Which lines in the records below include the word "first"? Report each of them in full.
☆ ☆ ☆ ☆ ☆ ☆ ☆
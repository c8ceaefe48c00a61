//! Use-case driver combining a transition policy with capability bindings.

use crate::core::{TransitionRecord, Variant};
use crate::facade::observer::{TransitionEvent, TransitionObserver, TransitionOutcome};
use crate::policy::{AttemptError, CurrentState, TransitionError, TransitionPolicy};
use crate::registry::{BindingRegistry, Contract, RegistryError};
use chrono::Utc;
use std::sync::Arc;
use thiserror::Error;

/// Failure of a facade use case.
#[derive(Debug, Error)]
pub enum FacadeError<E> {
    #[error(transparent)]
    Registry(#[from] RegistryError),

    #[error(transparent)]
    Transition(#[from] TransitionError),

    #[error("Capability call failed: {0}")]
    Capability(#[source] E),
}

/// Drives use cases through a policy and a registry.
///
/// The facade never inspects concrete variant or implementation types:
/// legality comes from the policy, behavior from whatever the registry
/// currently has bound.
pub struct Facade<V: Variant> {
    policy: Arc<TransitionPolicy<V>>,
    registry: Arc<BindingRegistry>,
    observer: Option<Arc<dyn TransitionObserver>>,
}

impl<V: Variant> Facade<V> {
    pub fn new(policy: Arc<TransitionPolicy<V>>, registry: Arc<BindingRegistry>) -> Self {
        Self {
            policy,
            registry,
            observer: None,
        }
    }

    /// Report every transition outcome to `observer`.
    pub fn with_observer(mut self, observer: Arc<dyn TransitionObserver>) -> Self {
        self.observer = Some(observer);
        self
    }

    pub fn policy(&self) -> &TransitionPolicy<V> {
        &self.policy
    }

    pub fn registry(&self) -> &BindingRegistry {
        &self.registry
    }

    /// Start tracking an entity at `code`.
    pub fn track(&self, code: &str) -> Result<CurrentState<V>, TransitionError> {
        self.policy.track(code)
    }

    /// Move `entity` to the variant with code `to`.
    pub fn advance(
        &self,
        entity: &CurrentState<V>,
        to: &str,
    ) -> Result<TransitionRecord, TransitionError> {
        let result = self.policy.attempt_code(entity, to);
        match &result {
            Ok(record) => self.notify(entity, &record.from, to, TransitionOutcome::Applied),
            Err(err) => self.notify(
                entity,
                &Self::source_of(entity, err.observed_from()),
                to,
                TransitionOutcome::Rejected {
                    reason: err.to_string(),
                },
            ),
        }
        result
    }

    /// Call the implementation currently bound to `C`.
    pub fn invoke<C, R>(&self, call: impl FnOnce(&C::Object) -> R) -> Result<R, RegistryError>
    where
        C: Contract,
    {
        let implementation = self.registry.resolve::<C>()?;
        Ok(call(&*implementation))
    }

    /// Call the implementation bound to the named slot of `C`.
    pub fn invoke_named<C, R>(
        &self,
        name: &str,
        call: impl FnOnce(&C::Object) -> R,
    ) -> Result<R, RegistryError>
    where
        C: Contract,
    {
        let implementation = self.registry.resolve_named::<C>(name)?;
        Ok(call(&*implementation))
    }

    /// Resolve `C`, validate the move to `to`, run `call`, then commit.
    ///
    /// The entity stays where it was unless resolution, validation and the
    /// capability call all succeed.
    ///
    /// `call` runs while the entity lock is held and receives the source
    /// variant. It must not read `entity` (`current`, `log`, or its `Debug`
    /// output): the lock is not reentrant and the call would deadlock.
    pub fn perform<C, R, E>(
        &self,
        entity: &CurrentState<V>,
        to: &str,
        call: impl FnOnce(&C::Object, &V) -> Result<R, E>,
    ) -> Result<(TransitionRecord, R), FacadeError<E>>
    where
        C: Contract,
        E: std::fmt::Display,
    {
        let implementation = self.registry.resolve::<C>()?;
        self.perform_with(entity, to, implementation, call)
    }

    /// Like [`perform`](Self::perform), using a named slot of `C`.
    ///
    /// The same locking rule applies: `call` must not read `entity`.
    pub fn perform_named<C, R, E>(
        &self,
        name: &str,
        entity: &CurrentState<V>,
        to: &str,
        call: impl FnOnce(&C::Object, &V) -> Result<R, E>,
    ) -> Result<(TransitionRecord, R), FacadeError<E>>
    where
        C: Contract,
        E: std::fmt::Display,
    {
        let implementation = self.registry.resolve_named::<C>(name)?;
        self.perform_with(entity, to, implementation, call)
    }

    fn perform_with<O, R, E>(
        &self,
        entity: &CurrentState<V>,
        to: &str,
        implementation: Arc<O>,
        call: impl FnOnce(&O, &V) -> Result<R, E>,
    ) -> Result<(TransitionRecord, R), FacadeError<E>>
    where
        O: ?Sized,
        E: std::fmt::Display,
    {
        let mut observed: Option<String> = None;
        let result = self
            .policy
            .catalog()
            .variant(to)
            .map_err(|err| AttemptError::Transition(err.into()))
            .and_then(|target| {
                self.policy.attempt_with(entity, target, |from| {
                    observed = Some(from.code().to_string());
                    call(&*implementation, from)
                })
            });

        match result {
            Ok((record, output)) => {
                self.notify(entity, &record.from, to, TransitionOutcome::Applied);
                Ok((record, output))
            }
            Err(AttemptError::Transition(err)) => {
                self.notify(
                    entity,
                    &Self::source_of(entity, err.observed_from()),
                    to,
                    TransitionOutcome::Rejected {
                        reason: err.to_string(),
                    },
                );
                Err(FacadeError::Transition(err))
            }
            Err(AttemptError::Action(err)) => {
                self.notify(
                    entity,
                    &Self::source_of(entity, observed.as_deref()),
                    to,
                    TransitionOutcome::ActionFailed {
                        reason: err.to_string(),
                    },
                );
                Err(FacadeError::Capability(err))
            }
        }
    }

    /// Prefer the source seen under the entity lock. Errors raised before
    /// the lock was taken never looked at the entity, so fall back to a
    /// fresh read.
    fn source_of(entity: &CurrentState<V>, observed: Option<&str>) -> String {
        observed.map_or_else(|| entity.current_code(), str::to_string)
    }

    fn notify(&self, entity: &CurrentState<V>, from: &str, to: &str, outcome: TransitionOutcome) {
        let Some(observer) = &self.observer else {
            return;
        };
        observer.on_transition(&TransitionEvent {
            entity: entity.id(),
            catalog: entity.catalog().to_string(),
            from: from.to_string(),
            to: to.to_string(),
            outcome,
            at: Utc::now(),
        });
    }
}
☆ ☆ ☆ ☆ ☆ ☆ ☆
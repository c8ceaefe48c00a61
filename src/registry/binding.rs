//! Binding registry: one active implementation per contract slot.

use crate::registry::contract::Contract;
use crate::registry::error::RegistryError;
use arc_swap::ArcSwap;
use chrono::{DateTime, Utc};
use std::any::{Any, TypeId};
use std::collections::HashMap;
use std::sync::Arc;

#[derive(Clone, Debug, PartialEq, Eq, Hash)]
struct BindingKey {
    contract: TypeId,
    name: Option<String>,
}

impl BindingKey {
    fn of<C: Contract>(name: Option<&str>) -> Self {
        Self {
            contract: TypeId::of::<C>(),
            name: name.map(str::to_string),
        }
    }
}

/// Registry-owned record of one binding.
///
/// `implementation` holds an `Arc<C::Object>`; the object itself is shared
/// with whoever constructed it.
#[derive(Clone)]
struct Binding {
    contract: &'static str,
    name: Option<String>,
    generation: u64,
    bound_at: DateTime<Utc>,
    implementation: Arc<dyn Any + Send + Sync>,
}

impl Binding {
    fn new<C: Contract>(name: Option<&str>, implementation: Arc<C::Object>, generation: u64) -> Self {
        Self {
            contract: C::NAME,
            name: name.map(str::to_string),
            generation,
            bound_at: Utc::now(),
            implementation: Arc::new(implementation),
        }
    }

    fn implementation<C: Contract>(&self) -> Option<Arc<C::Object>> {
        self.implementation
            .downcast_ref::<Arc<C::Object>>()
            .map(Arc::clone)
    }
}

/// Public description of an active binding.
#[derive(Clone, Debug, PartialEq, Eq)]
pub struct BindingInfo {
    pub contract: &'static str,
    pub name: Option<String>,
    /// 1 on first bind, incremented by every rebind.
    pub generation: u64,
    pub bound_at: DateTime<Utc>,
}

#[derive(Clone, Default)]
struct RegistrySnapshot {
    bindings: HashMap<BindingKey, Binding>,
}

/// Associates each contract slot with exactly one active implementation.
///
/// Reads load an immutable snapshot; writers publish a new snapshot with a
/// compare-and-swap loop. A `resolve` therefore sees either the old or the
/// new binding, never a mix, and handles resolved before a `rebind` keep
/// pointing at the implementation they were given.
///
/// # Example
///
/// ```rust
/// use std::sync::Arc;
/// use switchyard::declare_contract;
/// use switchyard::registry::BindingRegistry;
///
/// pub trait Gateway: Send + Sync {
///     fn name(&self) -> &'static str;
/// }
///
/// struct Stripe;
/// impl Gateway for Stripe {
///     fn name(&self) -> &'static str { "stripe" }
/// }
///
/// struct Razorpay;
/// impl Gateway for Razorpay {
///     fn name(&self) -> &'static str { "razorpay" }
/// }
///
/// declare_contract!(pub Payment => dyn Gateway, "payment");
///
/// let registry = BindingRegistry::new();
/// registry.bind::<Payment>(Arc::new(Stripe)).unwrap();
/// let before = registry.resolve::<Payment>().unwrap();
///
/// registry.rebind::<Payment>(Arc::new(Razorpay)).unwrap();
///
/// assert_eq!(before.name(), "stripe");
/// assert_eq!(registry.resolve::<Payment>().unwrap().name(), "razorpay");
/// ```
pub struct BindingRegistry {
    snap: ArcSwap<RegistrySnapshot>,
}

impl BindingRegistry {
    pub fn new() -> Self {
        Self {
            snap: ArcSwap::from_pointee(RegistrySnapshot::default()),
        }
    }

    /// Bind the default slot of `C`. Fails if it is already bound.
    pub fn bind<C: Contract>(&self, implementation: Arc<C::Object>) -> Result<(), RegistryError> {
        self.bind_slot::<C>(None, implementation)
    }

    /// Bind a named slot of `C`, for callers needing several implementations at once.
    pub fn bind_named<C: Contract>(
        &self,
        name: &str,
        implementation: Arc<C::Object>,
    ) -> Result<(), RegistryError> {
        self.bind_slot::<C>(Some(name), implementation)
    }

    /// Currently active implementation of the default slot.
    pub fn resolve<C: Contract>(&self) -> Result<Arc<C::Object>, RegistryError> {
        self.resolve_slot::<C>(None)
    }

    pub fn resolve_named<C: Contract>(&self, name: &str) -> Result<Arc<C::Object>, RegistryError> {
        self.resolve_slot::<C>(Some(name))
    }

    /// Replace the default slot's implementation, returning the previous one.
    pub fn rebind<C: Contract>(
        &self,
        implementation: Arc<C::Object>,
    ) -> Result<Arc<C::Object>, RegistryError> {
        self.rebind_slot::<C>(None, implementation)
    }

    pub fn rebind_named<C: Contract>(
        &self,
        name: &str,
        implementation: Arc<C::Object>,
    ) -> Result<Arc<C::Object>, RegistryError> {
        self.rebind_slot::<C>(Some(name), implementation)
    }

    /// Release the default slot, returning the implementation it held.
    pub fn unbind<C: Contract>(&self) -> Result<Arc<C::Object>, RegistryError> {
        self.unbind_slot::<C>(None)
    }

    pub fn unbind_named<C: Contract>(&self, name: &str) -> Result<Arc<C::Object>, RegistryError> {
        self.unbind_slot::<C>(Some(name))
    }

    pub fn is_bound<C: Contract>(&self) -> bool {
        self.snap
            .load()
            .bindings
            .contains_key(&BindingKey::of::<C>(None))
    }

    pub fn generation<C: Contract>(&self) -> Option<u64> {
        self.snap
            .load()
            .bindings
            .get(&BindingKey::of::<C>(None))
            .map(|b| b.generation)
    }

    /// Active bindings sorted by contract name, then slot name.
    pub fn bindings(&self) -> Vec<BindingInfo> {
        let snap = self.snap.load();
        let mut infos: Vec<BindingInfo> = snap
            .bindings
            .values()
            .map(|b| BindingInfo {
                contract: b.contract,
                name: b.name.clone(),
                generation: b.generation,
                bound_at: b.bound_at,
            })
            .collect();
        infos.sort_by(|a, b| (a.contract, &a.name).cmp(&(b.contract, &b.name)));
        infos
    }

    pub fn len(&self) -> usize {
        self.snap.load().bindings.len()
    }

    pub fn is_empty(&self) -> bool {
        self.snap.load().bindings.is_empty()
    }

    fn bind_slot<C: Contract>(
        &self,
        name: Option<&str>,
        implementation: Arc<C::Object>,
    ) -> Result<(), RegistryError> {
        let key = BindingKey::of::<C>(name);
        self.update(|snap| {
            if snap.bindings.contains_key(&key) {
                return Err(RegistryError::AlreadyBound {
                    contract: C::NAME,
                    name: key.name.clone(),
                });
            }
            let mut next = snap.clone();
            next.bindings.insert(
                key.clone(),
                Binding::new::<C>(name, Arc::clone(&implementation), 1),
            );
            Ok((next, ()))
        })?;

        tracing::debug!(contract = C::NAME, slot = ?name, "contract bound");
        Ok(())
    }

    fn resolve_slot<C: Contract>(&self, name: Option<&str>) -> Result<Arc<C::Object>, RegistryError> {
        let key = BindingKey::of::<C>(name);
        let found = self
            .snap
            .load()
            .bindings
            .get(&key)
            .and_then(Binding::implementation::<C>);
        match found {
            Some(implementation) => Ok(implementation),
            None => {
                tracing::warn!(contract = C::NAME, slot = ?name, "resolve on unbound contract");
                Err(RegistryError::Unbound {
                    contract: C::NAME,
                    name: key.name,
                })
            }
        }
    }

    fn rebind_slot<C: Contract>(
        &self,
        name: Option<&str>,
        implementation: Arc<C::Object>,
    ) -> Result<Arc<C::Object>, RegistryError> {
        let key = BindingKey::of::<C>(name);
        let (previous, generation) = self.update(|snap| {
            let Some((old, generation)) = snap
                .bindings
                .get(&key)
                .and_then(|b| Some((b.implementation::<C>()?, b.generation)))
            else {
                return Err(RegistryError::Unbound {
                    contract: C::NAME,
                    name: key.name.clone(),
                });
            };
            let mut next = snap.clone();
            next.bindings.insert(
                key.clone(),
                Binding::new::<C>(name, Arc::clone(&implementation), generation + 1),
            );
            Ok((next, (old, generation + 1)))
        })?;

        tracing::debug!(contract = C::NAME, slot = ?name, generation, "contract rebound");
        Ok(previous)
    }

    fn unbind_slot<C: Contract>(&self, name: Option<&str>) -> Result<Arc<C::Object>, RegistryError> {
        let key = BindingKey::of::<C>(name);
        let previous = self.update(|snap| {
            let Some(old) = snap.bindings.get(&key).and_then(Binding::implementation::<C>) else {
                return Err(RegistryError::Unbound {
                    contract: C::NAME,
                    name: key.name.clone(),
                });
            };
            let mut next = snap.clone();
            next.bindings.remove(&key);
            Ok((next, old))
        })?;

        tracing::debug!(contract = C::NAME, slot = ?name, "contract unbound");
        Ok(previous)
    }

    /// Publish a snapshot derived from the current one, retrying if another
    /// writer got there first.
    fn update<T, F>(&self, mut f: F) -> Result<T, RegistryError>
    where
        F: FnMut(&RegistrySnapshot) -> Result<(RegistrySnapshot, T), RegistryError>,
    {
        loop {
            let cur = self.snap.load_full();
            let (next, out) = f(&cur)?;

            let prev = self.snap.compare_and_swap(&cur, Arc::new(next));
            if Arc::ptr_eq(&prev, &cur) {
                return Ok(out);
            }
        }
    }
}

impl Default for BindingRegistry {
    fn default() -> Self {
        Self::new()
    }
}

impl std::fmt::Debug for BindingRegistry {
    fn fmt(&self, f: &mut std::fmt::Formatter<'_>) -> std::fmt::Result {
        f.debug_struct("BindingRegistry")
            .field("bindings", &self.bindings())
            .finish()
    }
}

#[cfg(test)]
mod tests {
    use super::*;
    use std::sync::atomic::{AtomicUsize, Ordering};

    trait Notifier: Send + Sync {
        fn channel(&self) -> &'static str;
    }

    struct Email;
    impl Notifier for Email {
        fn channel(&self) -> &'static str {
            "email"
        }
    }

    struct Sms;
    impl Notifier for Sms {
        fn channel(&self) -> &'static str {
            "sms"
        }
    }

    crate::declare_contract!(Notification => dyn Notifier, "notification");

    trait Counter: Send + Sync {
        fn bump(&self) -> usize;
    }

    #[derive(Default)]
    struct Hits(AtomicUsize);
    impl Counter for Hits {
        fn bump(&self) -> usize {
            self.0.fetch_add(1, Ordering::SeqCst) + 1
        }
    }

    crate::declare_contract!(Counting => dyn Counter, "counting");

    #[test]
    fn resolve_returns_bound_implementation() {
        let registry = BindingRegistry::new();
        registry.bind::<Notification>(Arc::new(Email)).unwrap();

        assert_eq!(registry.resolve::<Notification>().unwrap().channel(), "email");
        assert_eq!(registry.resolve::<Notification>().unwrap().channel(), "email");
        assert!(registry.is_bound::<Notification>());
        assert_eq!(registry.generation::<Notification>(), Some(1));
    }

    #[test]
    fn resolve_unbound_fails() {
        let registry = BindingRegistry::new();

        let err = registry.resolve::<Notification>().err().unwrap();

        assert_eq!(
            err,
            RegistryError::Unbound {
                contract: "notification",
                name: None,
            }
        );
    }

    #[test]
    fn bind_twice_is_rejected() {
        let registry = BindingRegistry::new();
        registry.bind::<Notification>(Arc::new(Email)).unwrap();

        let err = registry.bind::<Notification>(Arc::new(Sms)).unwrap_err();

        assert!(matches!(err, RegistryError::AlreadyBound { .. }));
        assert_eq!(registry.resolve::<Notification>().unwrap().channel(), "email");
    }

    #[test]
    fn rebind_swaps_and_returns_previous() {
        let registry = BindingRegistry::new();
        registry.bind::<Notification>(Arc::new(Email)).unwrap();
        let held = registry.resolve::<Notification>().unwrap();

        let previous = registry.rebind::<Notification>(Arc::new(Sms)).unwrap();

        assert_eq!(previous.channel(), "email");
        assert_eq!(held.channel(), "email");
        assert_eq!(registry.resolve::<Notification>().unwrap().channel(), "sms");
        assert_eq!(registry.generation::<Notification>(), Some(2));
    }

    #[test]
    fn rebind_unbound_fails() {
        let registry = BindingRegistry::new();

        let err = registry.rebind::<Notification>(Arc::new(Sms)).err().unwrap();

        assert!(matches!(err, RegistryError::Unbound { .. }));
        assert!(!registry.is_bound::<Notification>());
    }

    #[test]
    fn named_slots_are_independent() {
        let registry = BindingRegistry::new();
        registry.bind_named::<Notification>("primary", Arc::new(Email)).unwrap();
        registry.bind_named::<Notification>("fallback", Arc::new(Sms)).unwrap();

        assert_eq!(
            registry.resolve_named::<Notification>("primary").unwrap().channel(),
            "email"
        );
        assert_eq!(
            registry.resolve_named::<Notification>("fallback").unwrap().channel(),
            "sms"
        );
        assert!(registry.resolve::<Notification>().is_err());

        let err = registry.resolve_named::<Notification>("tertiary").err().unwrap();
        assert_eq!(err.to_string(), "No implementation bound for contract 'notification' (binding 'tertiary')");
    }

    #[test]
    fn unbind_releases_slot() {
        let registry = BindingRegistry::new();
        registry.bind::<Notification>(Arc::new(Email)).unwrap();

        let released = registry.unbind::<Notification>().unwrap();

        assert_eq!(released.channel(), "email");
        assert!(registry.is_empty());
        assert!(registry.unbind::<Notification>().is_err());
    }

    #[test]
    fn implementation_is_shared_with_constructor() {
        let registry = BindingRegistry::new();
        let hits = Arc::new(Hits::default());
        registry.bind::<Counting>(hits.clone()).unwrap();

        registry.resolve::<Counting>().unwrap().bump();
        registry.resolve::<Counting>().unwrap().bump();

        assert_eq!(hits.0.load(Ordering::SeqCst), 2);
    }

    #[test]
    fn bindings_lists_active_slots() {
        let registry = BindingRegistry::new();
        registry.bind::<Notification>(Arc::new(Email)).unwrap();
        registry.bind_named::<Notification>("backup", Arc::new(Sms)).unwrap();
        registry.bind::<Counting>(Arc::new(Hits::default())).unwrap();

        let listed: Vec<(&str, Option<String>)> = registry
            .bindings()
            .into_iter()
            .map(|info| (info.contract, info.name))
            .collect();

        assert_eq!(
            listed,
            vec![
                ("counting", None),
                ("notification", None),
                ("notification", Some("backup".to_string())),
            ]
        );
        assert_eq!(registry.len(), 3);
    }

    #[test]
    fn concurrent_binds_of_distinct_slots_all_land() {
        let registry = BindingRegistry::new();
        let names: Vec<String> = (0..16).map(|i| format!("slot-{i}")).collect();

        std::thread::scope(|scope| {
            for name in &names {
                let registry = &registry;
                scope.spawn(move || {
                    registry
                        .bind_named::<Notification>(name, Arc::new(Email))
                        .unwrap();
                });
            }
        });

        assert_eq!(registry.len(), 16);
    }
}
☆ ☆ ☆ ☆ ☆ ☆ ☆
* _ANSWER BELOW_
    /// 1 on first bind, incremented by every rebind.
    /// writer got there first.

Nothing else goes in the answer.